After MoveOn.org started a letter-writing campaign against Fournier, the AP put out internal talking points, obtained by Michael Calderone at Politico.
The talking points are long on words and short on substantive defense of Fournier, and on that email, they again simply re-assert that “Ron has widely publicly said that the tone of the email was unfortunate, but that the contact with Rove was in the pursuit of a story.”
For one, that ignores the scrupulous evidence compiled by Boehlert that Fournier was not pursuing a story at the time -- the email concerned the death of Pat Tillman, but Fournier didn't write a story about Tillman that year. Or ever.
And it's odd to simply object to the tone; we don't really care about the “tone.” We care about the content. Fournier told Rove to “Keep up the fight.” That, as Boehlert notes, is declaring sides -- however one says it, that's the problem. What if Fournier had written: “Dear Mr. Rove, In regards to your correspondence of last week, I strongly offer my sincere support. With regards, R. Fournier.” That still wouldn't be OK, right?

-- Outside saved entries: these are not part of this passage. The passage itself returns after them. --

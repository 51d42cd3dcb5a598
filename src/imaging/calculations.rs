//! Pure calculation functions for signature sizing and placement.
//!
//! All functions here are pure and testable without any I/O or images.

/// Image area (in pixels) that buys one pixel of font size.
pub const AREA_PER_FONT_PIXEL: u64 = 19_000;

/// Fraction of the free space left of / above the text at which it is drawn.
///
/// `1.0` would put the text flush against the bottom-right corner; `0.98`
/// keeps a 2% inset of the remaining room on each axis.
pub const INSET_FACTOR: f64 = 0.98;

/// Calculate the font size for an image from its area.
///
/// `min(max_font_size, floor(width * height / 19000))`. There is no lower
/// bound: images smaller than 19000 px yield 0.
///
/// # Examples
/// ```
/// # use signet::imaging::calculate_font_size;
/// // 1900x1000 → 100, capped at 50
/// assert_eq!(calculate_font_size((1900, 1000), 50), 50);
///
/// // 400x300 → 120000 / 19000 = 6.3 → 6
/// assert_eq!(calculate_font_size((400, 300), 50), 6);
/// ```
pub fn calculate_font_size(dimensions: (u32, u32), max_font_size: u32) -> u32 {
    let (width, height) = dimensions;
    let area = width as u64 * height as u64;
    let scaled = area / AREA_PER_FONT_PIXEL;
    scaled.min(max_font_size as u64) as u32
}

/// Calculate the top-left corner of the text box.
///
/// `x = (W - text_w) * 0.98`, `y = (H - text_h) * 0.98`, truncated toward
/// zero. When the text is larger than the image on an axis the coordinate
/// goes negative and the renderer clips.
///
/// # Arguments
/// * `image` - Image dimensions (width, height)
/// * `text` - Rendered text dimensions (width, height)
///
/// # Returns
/// * `(x, y)` - Pixel position of the text's top-left corner
pub fn calculate_text_position(image: (u32, u32), text: (u32, u32)) -> (i32, i32) {
    let inset = |outer: u32, inner: u32| -> i32 {
        let free = outer as f64 - inner as f64;
        (free * INSET_FACTOR) as i32
    };
    (inset(image.0, text.0), inset(image.1, text.1))
}
//! Shared test utilities for the signet test suite.
//!
//! Synthetic image writers for backend tests, and a config rooted in a temp
//! directory for batch tests.
//!
//! # Usage
//!
//! ```rust
//! use crate::test_helpers::*;
//!
//! let tmp = TempDir::new().unwrap();
//! let config = test_config(tmp.path());
//! write_dummy_sources(&config.source_dir, &["a.jpg", "b.jpg"]);
//! ```

use image::{ImageEncoder, RgbImage, RgbaImage};
use std::path::Path;

use crate::config::WatermarkConfig;

// =========================================================================
// Synthetic images
// =========================================================================

/// Write a gradient JPEG so the encoder has real content to compress.
pub fn create_test_jpeg(path: &Path, width: u32, height: u32) {
    let img = RgbImage::from_fn(width, height, |x, y| {
        image::Rgb([(x % 256) as u8, (y % 256) as u8, 128])
    });
    let file = std::fs::File::create(path).unwrap();
    let writer = std::io::BufWriter::new(file);
    image::codecs::jpeg::JpegEncoder::new(writer)
        .write_image(img.as_raw(), width, height, image::ExtendedColorType::Rgb8)
        .unwrap();
}

/// Write a single-color RGB PNG.
pub fn create_test_png(path: &Path, width: u32, height: u32, color: [u8; 3]) {
    RgbImage::from_pixel(width, height, image::Rgb(color))
        .save(path)
        .unwrap();
}

/// Write a fully transparent RGBA PNG.
pub fn create_test_rgba_png(path: &Path, width: u32, height: u32) {
    RgbaImage::from_pixel(width, height, image::Rgba([0, 0, 0, 0]))
        .save(path)
        .unwrap();
}

// =========================================================================
// Batch fixtures
// =========================================================================

/// Create `dir` and fill it with small placeholder files.
///
/// The bytes are not an image; pair with `MockBackend`, which never decodes.
pub fn write_dummy_sources(dir: &Path, names: &[&str]) {
    std::fs::create_dir_all(dir).unwrap();
    for name in names {
        std::fs::write(dir.join(name), format!("fake image {name}")).unwrap();
    }
}

/// Default config with both directories inside `root`.
///
/// Neither directory is created.
pub fn test_config(root: &Path) -> WatermarkConfig {
    WatermarkConfig {
        source_dir: root.join("source"),
        output_dir: root.join("output"),
        ..WatermarkConfig::default()
    }
}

Make no mistake how this is going to turn out -- the further the media move away from McCain love, and thus no longer able to ignore examinations of his judgment or politics, the stronger the conservative anti-media pushback will be.
The blaring headline of the Drudge Report currently: "MEDIA TURN ON MCCAIN IN ELECTION SHOWDOWN." (It links to this story, which is really about McCain turning on the media, not vice versa). By the time you've figured that out, however, Drudge figures he has you -- guy's got no respect for his audience, alas. (And we suppose/fear he's right.)